Transitive Core Concepts — #1: Full-stack Packages

· 10 min read
Christian Fritz
Founder & CEO of Transitive Robotics

Transitive, the open-source framework for full-stack robotics, is built on three core concepts: full-stack packages, real-time data-synchronization with full-stack reactivity, and topic-based access control. In this post, as part of a mini-series exploring these concepts, we will describe the former.

The Need for Full-stack Packages

Software package managers serve three high-level functions: they define a standard format for packages incl. versioning, they provide dependency resolution, and they (typically) provide a mechanism for the distribution and installation of these packages. There exist a good many package managers, typically tied to a specific context, e.g. apt, yum, snap, npm, yarn, pip, uv, and cargo, to name just a few. It would seem plausible that at least one of these existing package managers would be suitable for managing robotic software as well, but they are not and that is due to a very specific need in robotics: cross-device dependency management.

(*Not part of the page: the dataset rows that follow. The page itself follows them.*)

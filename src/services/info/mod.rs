use actix_web::{HttpResponse, Result as ActixResult};

use crate::catalog::info;
use crate::models::ApiResponse;

/// 静态信息面板：比赛类别、研究工具、申请指南
pub struct InfoService;

impl InfoService {
    pub fn new_lazy() -> Self {
        Self
    }

    pub async fn categories(&self) -> ActixResult<HttpResponse> {
        Ok(HttpResponse::Ok().json(ApiResponse::success(info::categories(), "Kategoriler alındı.")))
    }

    pub async fn research_tools(&self) -> ActixResult<HttpResponse> {
        Ok(HttpResponse::Ok().json(ApiResponse::success(
            info::research_tools(),
            "Araştırma araçları alındı.",
        )))
    }

    pub async fn guide(&self) -> ActixResult<HttpResponse> {
        Ok(HttpResponse::Ok().json(ApiResponse::success(info::guide(), "Rehber alındı.")))
    }
}

#[cfg(test)]
mod tests {
    use actix_web::http::{Method, StatusCode};

    use crate::models::users::UserRole;
    use crate::services::test_support::{TestContext, call_json, init_app};

    #[actix_web::test]
    async fn info_panels_need_login() {
        let ctx = TestContext::new().await;
        let teacher = ctx.seed_user("hoca", "1234", UserRole::Teacher, None).await;
        let app = init_app!(ctx);

        let (status, _) = call_json!(app, ctx.request(Method::GET, "/api/v1/info/categories"));
        assert_eq!(status, StatusCode::UNAUTHORIZED);

        let (status, body) =
            call_json!(app, ctx.as_user(Method::GET, "/api/v1/info/categories", &teacher));
        assert_eq!(status, StatusCode::OK);
        assert_eq!(body["data"].as_array().unwrap().len(), 3);

        let (_, body) =
            call_json!(app, ctx.as_user(Method::GET, "/api/v1/info/research-tools", &teacher));
        let names: Vec<&str> = body["data"]
            .as_array()
            .unwrap()
            .iter()
            .filter_map(|t| t["name"].as_str())
            .collect();
        assert!(names.contains(&"NotebookLM"));

        let (status, _) = call_json!(app, ctx.as_user(Method::GET, "/api/v1/info/guide", &teacher));
        assert_eq!(status, StatusCode::OK);
    }
}
use actix_web::error::{InternalError, JsonPayloadError, QueryPayloadError};
use actix_web::{Error, HttpRequest, HttpResponse};
use tracing::debug;

use crate::models::{ApiResponse, ErrorCode};

fn bad_request(cause: String, message: String) -> Error {
    let response =
        HttpResponse::BadRequest().json(ApiResponse::error_empty(ErrorCode::BadRequest, message));
    InternalError::from_response(cause, response).into()
}

/// JSON 请求体解析失败时返回统一响应格式
pub fn json_error_handler(err: JsonPayloadError, req: &HttpRequest) -> Error {
    debug!("JSON payload rejected on {}: {}", req.path(), err);
    let message = match &err {
        JsonPayloadError::ContentType => "İstek gövdesi JSON olmalıdır.".to_string(),
        JsonPayloadError::OverflowKnownLength { .. } | JsonPayloadError::Overflow { .. } => {
            "İstek gövdesi çok büyük.".to_string()
        }
        JsonPayloadError::Deserialize(e) => format!("Geçersiz istek verisi: {e}"),
        other => format!("Geçersiz istek: {other}"),
    };
    bad_request(err.to_string(), message)
}

/// 查询参数解析失败时返回统一响应格式
pub fn query_error_handler(err: QueryPayloadError, req: &HttpRequest) -> Error {
    debug!("Query string rejected on {}: {}", req.path(), err);
    let message = format!("Geçersiz sorgu parametresi: {err}");
    bad_request(err.to_string(), message)
}
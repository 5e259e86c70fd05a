use serde::{Deserialize, Deserializer, Serialize};
use ts_rs::TS;

const DEFAULT_PAGE: i64 = 1;
const DEFAULT_SIZE: i64 = 20;
const MAX_SIZE: i64 = 100;

// 分页查询参数（查询字符串中的数字以字符串形式出现）
#[derive(Debug, Clone, Deserialize, TS)]
#[ts(export, export_to = "../frontend/src/types/generated/pagination.ts")]
pub struct PaginationQuery {
    #[serde(default = "default_page", deserialize_with = "number_or_string")]
    pub page: i64,
    #[serde(default = "default_size", deserialize_with = "number_or_string")]
    pub size: i64,
}

impl PaginationQuery {
    /// 规范化后的 (页码, 每页数量)，页码从 1 开始
    pub fn normalized(&self) -> (u64, u64) {
        let page = self.page.max(1) as u64;
        let size = self.size.clamp(1, MAX_SIZE) as u64;
        (page, size)
    }
}

impl Default for PaginationQuery {
    fn default() -> Self {
        Self {
            page: DEFAULT_PAGE,
            size: DEFAULT_SIZE,
        }
    }
}

// 分页响应信息
#[derive(Debug, Clone, Serialize, Deserialize, TS)]
#[ts(export, export_to = "../frontend/src/types/generated/pagination.ts")]
pub struct PaginationInfo {
    pub page: i64,
    pub page_size: i64,
    pub total: i64,
    pub total_pages: i64,
}

// 分页列表响应
#[derive(Debug, Clone, Serialize, Deserialize, TS)]
#[ts(export, export_to = "../frontend/src/types/generated/pagination.ts")]
pub struct PaginatedResponse<T: TS> {
    pub items: Vec<T>,
    pub pagination: PaginationInfo,
}

fn default_page() -> i64 {
    DEFAULT_PAGE
}

fn default_size() -> i64 {
    DEFAULT_SIZE
}

fn number_or_string<'de, D>(deserializer: D) -> Result<i64, D::Error>
where
    D: Deserializer<'de>,
{
    #[derive(Deserialize)]
    #[serde(untagged)]
    enum NumberOrString {
        Number(i64),
        Text(String),
    }

    match NumberOrString::deserialize(deserializer)? {
        NumberOrString::Number(n) => Ok(n),
        NumberOrString::Text(s) => s
            .trim()
            .parse::<i64>()
            .map_err(|_| serde::de::Error::custom(format!("invalid integer: '{s}'"))),
    }
}

#[cfg(test)]
mod tests {
    use super::*;

    #[test]
    fn test_normalized_clamps_values() {
        let query = PaginationQuery { page: 0, size: 500 };
        assert_eq!(query.normalized(), (1, MAX_SIZE as u64));

        let query = PaginationQuery { page: 3, size: 0 };
        assert_eq!(query.normalized(), (3, 1));
    }

    #[test]
    fn test_deserialize_from_strings_and_defaults() {
        let query: PaginationQuery =
            serde_json::from_str(r#"{"page":"2","size":15}"#).expect("valid query");
        assert_eq!(query.page, 2);
        assert_eq!(query.size, 15);

        let query: PaginationQuery = serde_json::from_str("{}").expect("empty query");
        assert_eq!(query.page, DEFAULT_PAGE);
        assert_eq!(query.size, DEFAULT_SIZE);
    }
}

All of these package managers were designed to resolve dependencies on one device, the machine where the package is being installed. But the robotics stack consists of several devices that all need to work together. This, at a minimum, includes the robot, the cloud, and a front-end UI, but in practice it may involve even more devices, such as on-prem server, multiple compute units on the robot, and several UIs (e.g., web + mobile apps). Since both the cardinality as well as the update cycles and constraints on these devices differ, it is naive to think that all these devices could all run the same version of software all the time. As a result, at any point in time, the fleet is often very heterogeneous in terms of the software running, with versions differing between robots, sites, customers, countries, and other grouping criteria.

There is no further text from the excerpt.